++++ Records ++++

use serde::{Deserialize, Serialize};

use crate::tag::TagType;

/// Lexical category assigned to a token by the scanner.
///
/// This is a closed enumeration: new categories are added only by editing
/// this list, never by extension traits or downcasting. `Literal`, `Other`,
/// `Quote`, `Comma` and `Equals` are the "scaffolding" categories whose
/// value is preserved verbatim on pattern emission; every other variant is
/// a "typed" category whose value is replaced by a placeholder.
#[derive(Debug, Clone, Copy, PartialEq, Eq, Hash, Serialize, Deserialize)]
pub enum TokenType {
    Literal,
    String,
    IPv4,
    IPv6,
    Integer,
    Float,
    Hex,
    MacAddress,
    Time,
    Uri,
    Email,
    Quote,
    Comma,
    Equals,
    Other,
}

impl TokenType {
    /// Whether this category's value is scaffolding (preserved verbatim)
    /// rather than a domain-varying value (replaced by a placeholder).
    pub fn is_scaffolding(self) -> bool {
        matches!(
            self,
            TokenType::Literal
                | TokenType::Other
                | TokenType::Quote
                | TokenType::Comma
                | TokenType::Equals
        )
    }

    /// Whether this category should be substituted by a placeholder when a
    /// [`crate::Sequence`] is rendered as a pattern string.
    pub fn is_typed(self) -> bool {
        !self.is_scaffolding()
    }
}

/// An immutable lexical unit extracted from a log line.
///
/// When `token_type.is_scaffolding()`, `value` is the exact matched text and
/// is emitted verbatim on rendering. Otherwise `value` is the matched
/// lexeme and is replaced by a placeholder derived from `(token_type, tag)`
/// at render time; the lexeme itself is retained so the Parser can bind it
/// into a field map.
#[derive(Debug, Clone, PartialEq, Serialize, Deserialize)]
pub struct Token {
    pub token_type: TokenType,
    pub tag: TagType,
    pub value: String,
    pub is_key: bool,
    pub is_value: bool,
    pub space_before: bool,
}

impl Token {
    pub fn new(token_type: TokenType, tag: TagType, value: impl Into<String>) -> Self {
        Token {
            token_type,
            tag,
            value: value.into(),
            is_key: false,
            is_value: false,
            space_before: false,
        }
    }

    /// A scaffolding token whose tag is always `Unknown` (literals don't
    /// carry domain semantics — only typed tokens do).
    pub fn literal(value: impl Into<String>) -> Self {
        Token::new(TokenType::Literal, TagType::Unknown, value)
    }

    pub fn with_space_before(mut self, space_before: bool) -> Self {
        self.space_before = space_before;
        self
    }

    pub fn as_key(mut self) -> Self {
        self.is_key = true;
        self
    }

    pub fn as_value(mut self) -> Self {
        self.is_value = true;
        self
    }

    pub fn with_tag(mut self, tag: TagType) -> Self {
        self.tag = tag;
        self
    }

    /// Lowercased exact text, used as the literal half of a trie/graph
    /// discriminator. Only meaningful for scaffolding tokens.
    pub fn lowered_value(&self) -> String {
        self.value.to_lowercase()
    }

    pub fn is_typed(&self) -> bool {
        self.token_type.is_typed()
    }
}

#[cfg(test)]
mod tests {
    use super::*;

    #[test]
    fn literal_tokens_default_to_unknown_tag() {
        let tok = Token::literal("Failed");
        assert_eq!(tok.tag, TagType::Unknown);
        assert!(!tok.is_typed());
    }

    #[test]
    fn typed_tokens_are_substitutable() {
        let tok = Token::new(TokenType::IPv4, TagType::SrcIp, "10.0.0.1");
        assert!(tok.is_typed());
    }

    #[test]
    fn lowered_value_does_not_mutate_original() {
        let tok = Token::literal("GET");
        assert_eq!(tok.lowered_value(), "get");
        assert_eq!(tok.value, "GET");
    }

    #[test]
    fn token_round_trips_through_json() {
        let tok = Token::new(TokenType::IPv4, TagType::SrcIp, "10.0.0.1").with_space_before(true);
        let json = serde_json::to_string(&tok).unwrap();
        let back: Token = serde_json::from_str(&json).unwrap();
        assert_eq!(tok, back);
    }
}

++++

The data given above must be transcribed exactly and completely.

Response for this exercise:
use serde::{Deserialize, Serialize};

use crate::tag::TagType;

/// Lexical category assigned to a token by the scanner.
///
/// This is a closed enumeration: new categories are added only by editing
/// this list, never by extension traits or downcasting. `Literal`, `Other`,
/// `Quote`, `Comma` and `Equals` are the "scaffolding" categories whose
/// value is preserved verbatim on pattern emission; every other variant is
/// a "typed" category whose value is replaced by a placeholder.
#[derive(Debug, Clone, Copy, PartialEq, Eq, Hash, Serialize, Deserialize)]
pub enum TokenType {
    Literal,
    String,
    IPv4,
    IPv6,
    Integer,
    Float,
    Hex,
    MacAddress,
    Time,
    Uri,
    Email,
    Quote,
    Comma,
    Equals,
    Other,
}

impl TokenType {
    /// Whether this category's value is scaffolding (preserved verbatim)
    /// rather than a domain-varying value (replaced by a placeholder).
    pub fn is_scaffolding(self) -> bool {
        matches!(
            self,
            TokenType::Literal
                | TokenType::Other
                | TokenType::Quote
                | TokenType::Comma
                | TokenType::Equals
        )
    }

    /// Whether this category should be substituted by a placeholder when a
    /// [`crate::Sequence`] is rendered as a pattern string.
    pub fn is_typed(self) -> bool {
        !self.is_scaffolding()
    }
}

/// An immutable lexical unit extracted from a log line.
///
/// When `token_type.is_scaffolding()`, `value` is the exact matched text and
/// is emitted verbatim on rendering. Otherwise `value` is the matched
/// lexeme and is replaced by a placeholder derived from `(token_type, tag)`
/// at render time; the lexeme itself is retained so the Parser can bind it
/// into a field map.
#[derive(Debug, Clone, PartialEq, Serialize, Deserialize)]
pub struct Token {
    pub token_type: TokenType,
    pub tag: TagType,
    pub value: String,
    pub is_key: bool,
    pub is_value: bool,
    pub space_before: bool,
}

impl Token {
    pub fn new(token_type: TokenType, tag: TagType, value: impl Into<String>) -> Self {
        Token {
            token_type,
            tag,
            value: value.into(),
            is_key: false,
            is_value: false,
            space_before: false,
        }
    }

    /// A scaffolding token whose tag is always `Unknown` (literals don't
    /// carry domain semantics — only typed tokens do).
    pub fn literal(value: impl Into<String>) -> Self {
        Token::new(TokenType::Literal, TagType::Unknown, value)
    }

    pub fn with_space_before(mut self, space_before: bool) -> Self {
        self.space_before = space_before;
        self
    }

    pub fn as_key(mut self) -> Self {
        self.is_key = true;
        self
    }

    pub fn as_value(mut self) -> Self {
        self.is_value = true;
        self
    }

    pub fn with_tag(mut self, tag: TagType) -> Self {
        self.tag = tag;
        self
    }

    /// Lowercased exact text, used as the literal half of a trie/graph
    /// discriminator. Only meaningful for scaffolding tokens.
    pub fn lowered_value(&self) -> String {
        self.value.to_lowercase()
    }

    pub fn is_typed(&self) -> bool {
        self.token_type.is_typed()
    }
}

#[cfg(test)]
mod tests {
    use super::*;

    #[test]
    fn literal_tokens_default_to_unknown_tag() {
        let tok = Token::literal("Failed");
        assert_eq!(tok.tag, TagType::Unknown);
        assert!(!tok.is_typed());
    }

    #[test]
    fn typed_tokens_are_substitutable() {
        let tok = Token::new(TokenType::IPv4, TagType::SrcIp, "10.0.0.1");
        assert!(tok.is_typed());
    }

    #[test]
    fn lowered_value_does_not_mutate_original() {
        let tok = Token::literal("GET");
        assert_eq!(tok.lowered_value(), "get");
        assert_eq!(tok.value, "GET");
    }

    #[test]
    fn token_round_trips_through_json() {
        let tok = Token::new(TokenType::IPv4, TagType::SrcIp, "10.0.0.1").with_space_before(true);
        let json = serde_json::to_string(&tok).unwrap();
        let back: Token = serde_json::from_str(&json).unwrap();
        assert_eq!(tok, back);
    }
}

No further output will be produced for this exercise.